### Problem to solve
Lines from the material below that hold the string "const" are what is needed; copy each of them.
......
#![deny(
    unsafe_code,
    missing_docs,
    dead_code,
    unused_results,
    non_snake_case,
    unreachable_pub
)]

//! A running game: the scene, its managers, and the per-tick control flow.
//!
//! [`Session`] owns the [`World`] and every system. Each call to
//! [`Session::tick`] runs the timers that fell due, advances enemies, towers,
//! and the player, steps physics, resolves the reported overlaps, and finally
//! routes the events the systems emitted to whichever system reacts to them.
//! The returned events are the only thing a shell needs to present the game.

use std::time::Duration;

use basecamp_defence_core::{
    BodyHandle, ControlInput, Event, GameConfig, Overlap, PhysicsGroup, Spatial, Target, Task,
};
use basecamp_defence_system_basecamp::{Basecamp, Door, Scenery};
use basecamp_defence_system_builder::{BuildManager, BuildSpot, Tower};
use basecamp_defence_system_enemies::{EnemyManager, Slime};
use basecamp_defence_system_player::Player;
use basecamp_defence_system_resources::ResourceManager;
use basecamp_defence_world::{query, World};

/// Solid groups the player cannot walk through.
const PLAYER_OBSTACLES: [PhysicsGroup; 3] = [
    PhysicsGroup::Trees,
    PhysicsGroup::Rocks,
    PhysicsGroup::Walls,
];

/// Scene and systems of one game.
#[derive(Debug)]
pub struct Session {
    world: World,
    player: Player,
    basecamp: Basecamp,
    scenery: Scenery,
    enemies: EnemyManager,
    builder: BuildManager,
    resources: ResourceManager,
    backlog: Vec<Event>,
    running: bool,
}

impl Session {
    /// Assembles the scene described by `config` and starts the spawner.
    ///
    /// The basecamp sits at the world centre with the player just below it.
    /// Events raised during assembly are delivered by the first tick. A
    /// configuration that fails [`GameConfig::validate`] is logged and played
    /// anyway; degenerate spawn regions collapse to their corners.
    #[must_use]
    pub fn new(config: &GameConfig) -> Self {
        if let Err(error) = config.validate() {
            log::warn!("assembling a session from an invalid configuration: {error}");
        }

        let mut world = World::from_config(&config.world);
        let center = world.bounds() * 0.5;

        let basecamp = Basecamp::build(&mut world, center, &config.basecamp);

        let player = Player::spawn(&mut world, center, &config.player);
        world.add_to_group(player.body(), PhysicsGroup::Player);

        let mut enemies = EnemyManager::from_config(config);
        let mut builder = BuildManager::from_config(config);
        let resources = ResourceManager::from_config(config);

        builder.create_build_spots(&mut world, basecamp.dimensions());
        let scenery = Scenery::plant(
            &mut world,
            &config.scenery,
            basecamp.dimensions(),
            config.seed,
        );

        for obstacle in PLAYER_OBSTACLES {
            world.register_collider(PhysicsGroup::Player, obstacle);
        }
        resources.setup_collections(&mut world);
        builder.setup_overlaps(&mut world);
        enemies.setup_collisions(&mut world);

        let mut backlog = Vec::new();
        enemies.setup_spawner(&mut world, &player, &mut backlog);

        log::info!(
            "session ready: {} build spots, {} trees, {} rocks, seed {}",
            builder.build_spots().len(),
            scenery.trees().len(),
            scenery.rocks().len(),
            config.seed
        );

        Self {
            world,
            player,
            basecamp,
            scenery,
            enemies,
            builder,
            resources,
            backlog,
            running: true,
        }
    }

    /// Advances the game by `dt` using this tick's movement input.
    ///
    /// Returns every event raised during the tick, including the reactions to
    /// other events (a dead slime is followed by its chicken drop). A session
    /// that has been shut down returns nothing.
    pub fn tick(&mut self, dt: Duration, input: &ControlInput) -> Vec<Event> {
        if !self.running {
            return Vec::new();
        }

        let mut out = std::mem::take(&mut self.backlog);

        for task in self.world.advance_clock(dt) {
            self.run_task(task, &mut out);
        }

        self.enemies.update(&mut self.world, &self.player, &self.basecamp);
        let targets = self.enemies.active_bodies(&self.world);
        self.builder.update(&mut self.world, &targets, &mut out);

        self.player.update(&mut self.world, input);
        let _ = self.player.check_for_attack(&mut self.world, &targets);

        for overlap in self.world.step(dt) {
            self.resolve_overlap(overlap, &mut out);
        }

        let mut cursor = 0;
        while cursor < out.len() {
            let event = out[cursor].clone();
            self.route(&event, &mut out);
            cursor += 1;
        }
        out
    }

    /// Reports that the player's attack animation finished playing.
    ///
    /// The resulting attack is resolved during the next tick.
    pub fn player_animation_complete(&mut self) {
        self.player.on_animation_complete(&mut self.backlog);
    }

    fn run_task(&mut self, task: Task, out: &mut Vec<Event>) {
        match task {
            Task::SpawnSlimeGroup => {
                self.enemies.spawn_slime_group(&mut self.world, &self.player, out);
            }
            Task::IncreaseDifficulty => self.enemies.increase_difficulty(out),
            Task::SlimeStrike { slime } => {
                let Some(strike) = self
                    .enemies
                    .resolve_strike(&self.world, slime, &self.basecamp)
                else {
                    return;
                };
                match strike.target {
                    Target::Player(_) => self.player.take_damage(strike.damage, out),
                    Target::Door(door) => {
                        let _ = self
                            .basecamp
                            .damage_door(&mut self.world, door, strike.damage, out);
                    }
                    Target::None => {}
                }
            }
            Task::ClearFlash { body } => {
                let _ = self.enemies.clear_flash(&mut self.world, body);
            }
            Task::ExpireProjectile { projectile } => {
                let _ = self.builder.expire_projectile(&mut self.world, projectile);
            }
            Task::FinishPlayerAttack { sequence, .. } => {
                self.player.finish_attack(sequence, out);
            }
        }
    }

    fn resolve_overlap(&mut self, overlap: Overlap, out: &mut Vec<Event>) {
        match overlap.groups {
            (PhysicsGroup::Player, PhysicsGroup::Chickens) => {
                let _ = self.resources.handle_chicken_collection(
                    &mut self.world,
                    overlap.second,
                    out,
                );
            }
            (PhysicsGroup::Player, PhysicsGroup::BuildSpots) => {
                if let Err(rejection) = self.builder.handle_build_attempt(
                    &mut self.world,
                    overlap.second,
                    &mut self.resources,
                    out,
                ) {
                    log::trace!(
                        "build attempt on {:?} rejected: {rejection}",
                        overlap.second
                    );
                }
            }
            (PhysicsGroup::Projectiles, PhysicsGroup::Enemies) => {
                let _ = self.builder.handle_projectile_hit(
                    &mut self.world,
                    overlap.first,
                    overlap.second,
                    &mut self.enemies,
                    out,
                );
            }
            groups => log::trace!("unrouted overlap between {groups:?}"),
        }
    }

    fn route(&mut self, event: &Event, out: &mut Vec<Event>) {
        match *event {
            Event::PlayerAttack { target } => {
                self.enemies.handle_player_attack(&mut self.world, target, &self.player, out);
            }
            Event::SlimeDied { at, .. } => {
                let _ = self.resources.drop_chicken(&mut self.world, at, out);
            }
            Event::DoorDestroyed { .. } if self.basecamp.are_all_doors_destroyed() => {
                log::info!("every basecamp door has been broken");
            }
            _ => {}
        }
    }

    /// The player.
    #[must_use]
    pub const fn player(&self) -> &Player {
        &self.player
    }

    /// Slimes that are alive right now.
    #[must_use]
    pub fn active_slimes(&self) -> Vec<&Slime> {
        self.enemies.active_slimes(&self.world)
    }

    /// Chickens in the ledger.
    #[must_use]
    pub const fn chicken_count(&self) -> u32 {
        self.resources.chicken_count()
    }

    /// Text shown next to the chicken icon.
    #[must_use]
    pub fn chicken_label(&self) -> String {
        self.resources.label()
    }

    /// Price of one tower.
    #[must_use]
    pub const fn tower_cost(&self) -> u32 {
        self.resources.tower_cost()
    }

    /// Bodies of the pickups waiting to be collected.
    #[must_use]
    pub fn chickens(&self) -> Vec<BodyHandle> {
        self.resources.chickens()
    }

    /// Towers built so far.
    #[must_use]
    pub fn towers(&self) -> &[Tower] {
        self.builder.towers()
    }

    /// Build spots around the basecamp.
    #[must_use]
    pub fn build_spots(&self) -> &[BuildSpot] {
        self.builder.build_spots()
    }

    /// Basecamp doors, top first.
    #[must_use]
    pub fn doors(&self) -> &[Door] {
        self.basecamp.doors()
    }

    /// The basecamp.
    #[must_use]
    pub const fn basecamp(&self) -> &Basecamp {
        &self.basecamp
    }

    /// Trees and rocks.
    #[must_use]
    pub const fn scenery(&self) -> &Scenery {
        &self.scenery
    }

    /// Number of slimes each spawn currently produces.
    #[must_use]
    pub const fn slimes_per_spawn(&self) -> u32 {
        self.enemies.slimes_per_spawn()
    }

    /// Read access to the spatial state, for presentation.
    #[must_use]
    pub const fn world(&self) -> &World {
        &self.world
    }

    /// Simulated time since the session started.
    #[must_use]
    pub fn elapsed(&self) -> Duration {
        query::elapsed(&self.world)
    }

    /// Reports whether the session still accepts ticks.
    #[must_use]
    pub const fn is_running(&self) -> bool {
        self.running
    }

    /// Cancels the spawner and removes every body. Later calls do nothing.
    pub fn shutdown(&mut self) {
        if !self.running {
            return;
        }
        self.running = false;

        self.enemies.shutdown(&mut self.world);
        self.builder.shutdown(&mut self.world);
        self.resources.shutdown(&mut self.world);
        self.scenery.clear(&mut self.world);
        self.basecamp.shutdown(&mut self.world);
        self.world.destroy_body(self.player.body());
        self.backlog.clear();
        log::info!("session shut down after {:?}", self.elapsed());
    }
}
......
### Task output
const PLAYER_OBSTACLES: [PhysicsGroup; 3] = [
    pub const fn player(&self) -> &Player {
    pub const fn chicken_count(&self) -> u32 {
    pub const fn tower_cost(&self) -> u32 {
    pub const fn basecamp(&self) -> &Basecamp {
    pub const fn scenery(&self) -> &Scenery {
    pub const fn slimes_per_spawn(&self) -> u32 {
    pub const fn world(&self) -> &World {
    pub const fn is_running(&self) -> bool {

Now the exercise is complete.